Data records

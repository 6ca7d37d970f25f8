//! Timeout budget applied per transport instance.

use std::time::Duration;

/// Connect, read and total timeouts for one transport.
///
/// The three dimensions are independent: `connect` bounds connection
/// establishment, `read` bounds each read from the socket, `total` bounds
/// the whole exchange.
#[derive(Debug, Clone, Copy, PartialEq, Eq)]
pub struct TimeoutBudget {
    /// Connection establishment timeout.
    pub connect: Duration,
    /// Per-read timeout.
    pub read: Duration,
    /// Whole-request timeout.
    pub total: Duration,
}

impl Default for TimeoutBudget {
    fn default() -> Self {
        Self {
            connect: Duration::from_secs(10),
            read: Duration::from_secs(30),
            total: Duration::from_secs(30),
        }
    }
}

impl TimeoutBudget {
    /// Creates a budget from explicit durations.
    pub const fn new(connect: Duration, read: Duration, total: Duration) -> Self {
        Self {
            connect,
            read,
            total,
        }
    }

    /// Returns `true` if every dimension is non-zero.
    pub fn is_valid(&self) -> bool {
        !self.connect.is_zero() && !self.read.is_zero() && !self.total.is_zero()
    }

    /// Derives the budget for a single call.
    ///
    /// Connect and read overrides replace their own dimension only. When
    /// either is overridden, `total` grows to at least `connect + read` so a
    /// long-poll read is not cut short by the instance-wide total.
    pub fn with_overrides(&self, overrides: &TimeoutOverrides) -> Self {
        if overrides.connect.is_none() && overrides.read.is_none() {
            return *self;
        }
        let connect = overrides.connect.unwrap_or(self.connect);
        let read = overrides.read.unwrap_or(self.read);
        Self {
            connect,
            read,
            total: self.total.max(connect.saturating_add(read)),
        }
    }
}

/// Per-call timeout overrides as passed by the bot-API client.
///
/// `write` and `pool` are accepted for signature compatibility; there is no
/// pool to wait on and writes are covered by `total`.
#[derive(Debug, Clone, Copy, Default, PartialEq, Eq)]
pub struct TimeoutOverrides {
    /// Connect timeout override.
    pub connect: Option<Duration>,
    /// Read timeout override.
    pub read: Option<Duration>,
    /// Write timeout (ignored).
    pub write: Option<Duration>,
    /// Pool timeout (ignored).
    pub pool: Option<Duration>,
}

impl TimeoutOverrides {
    /// No overrides.
    pub const NONE: Self = Self {
        connect: None,
        read: None,
        write: None,
        pool: None,
    };

    /// Sets the connect override.
    pub fn with_connect(mut self, timeout: Duration) -> Self {
        self.connect = Some(timeout);
        self
    }

    /// Sets the read override.
    pub fn with_read(mut self, timeout: Duration) -> Self {
        self.read = Some(timeout);
        self
    }

    /// Sets the write override.
    pub fn with_write(mut self, timeout: Duration) -> Self {
        self.write = Some(timeout);
        self
    }

    /// Sets the pool override.
    pub fn with_pool(mut self, timeout: Duration) -> Self {
        self.pool = Some(timeout);
        self
    }

    /// Returns `true` if nothing is overridden.
    pub fn is_empty(&self) -> bool {
        *self == Self::NONE
    }
}

#[cfg(test)]
mod tests {
    use super::*;

    #[test]
    fn test_no_overrides_keeps_budget() {
        let budget = TimeoutBudget::default();
        assert_eq!(budget.with_overrides(&TimeoutOverrides::NONE), budget);

        let ignored = TimeoutOverrides::NONE
            .with_write(Duration::from_secs(1))
            .with_pool(Duration::from_secs(1));
        assert_eq!(budget.with_overrides(&ignored), budget);
    }

    #[test]
    fn test_overrides_stay_independent() {
        let budget = TimeoutBudget::new(
            Duration::from_secs(15),
            Duration::from_secs(30),
            Duration::from_secs(30),
        );
        let derived = budget.with_overrides(&TimeoutOverrides::NONE.with_connect(Duration::from_secs(2)));
        assert_eq!(derived.connect, Duration::from_secs(2));
        assert_eq!(derived.read, Duration::from_secs(30));
        assert_eq!(derived.total, Duration::from_secs(32));
    }

    #[test]
    fn test_long_read_extends_total() {
        let budget = TimeoutBudget::default();
        let derived = budget.with_overrides(&TimeoutOverrides::NONE.with_read(Duration::from_secs(60)));
        assert_eq!(derived.read, Duration::from_secs(60));
        assert_eq!(derived.total, Duration::from_secs(70));
    }

    #[test]
    fn test_validity() {
        assert!(TimeoutBudget::default().is_valid());
        let zero = TimeoutBudget::new(Duration::ZERO, Duration::from_secs(1), Duration::from_secs(1));
        assert!(!zero.is_valid());
    }
}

**WHAT YOU ARE ASKED TO DO**
Your answer must consist of every line above, reproduced exactly.

**WRITTEN RESPONSE**
repository 6ca7d37d970f25f8
//! Timeout budget applied per transport instance.

use std::time::Duration;

/// Connect, read and total timeouts for one transport.
///
/// The three dimensions are independent: `connect` bounds connection
/// establishment, `read` bounds each read from the socket, `total` bounds
/// the whole exchange.
#[derive(Debug, Clone, Copy, PartialEq, Eq)]
pub struct TimeoutBudget {
    /// Connection establishment timeout.
    pub connect: Duration,
    /// Per-read timeout.
    pub read: Duration,
    /// Whole-request timeout.
    pub total: Duration,
}

impl Default for TimeoutBudget {
    fn default() -> Self {
        Self {
            connect: Duration::from_secs(10),
            read: Duration::from_secs(30),
            total: Duration::from_secs(30),
        }
    }
}

impl TimeoutBudget {
    /// Creates a budget from explicit durations.
    pub const fn new(connect: Duration, read: Duration, total: Duration) -> Self {
        Self {
            connect,
            read,
            total,
        }
    }

    /// Returns `true` if every dimension is non-zero.
    pub fn is_valid(&self) -> bool {
        !self.connect.is_zero() && !self.read.is_zero() && !self.total.is_zero()
    }

    /// Derives the budget for a single call.
    ///
    /// Connect and read overrides replace their own dimension only. When
    /// either is overridden, `total` grows to at least `connect + read` so a
    /// long-poll read is not cut short by the instance-wide total.
    pub fn with_overrides(&self, overrides: &TimeoutOverrides) -> Self {
        if overrides.connect.is_none() && overrides.read.is_none() {
            return *self;
        }
        let connect = overrides.connect.unwrap_or(self.connect);
        let read = overrides.read.unwrap_or(self.read);
        Self {
            connect,
            read,
            total: self.total.max(connect.saturating_add(read)),
        }
    }
}

/// Per-call timeout overrides as passed by the bot-API client.
///
/// `write` and `pool` are accepted for signature compatibility; there is no
/// pool to wait on and writes are covered by `total`.
#[derive(Debug, Clone, Copy, Default, PartialEq, Eq)]
pub struct TimeoutOverrides {
    /// Connect timeout override.
    pub connect: Option<Duration>,
    /// Read timeout override.
    pub read: Option<Duration>,
    /// Write timeout (ignored).
    pub write: Option<Duration>,
    /// Pool timeout (ignored).
    pub pool: Option<Duration>,
}

impl TimeoutOverrides {
    /// No overrides.
    pub const NONE: Self = Self {
        connect: None,
        read: None,
        write: None,
        pool: None,
    };

    /// Sets the connect override.
    pub fn with_connect(mut self, timeout: Duration) -> Self {
        self.connect = Some(timeout);
        self
    }

    /// Sets the read override.
    pub fn with_read(mut self, timeout: Duration) -> Self {
        self.read = Some(timeout);
        self
    }

    /// Sets the write override.
    pub fn with_write(mut self, timeout: Duration) -> Self {
        self.write = Some(timeout);
        self
    }

    /// Sets the pool override.
    pub fn with_pool(mut self, timeout: Duration) -> Self {
        self.pool = Some(timeout);
        self
    }

    /// Returns `true` if nothing is overridden.
    pub fn is_empty(&self) -> bool {
        *self == Self::NONE
    }
}

#[cfg(test)]
mod tests {
    use super::*;

    #[test]
    fn test_no_overrides_keeps_budget() {
        let budget = TimeoutBudget::default();
        assert_eq!(budget.with_overrides(&TimeoutOverrides::NONE), budget);

        let ignored = TimeoutOverrides::NONE
            .with_write(Duration::from_secs(1))
            .with_pool(Duration::from_secs(1));
        assert_eq!(budget.with_overrides(&ignored), budget);
    }

    #[test]
    fn test_overrides_stay_independent() {
        let budget = TimeoutBudget::new(
            Duration::from_secs(15),
            Duration::from_secs(30),
            Duration::from_secs(30),
        );
        let derived = budget.with_overrides(&TimeoutOverrides::NONE.with_connect(Duration::from_secs(2)));
        assert_eq!(derived.connect, Duration::from_secs(2));
        assert_eq!(derived.read, Duration::from_secs(30));
        assert_eq!(derived.total, Duration::from_secs(32));
    }

    #[test]
    fn test_long_read_extends_total() {
        let budget = TimeoutBudget::default();
        let derived = budget.with_overrides(&TimeoutOverrides::NONE.with_read(Duration::from_secs(60)));
        assert_eq!(derived.read, Duration::from_secs(60));
        assert_eq!(derived.total, Duration::from_secs(70));
    }

    #[test]
    fn test_validity() {
        assert!(TimeoutBudget::default().is_valid());
        let zero = TimeoutBudget::new(Duration::ZERO, Duration::from_secs(1), Duration::from_secs(1));
        assert!(!zero.is_valid());
    }
}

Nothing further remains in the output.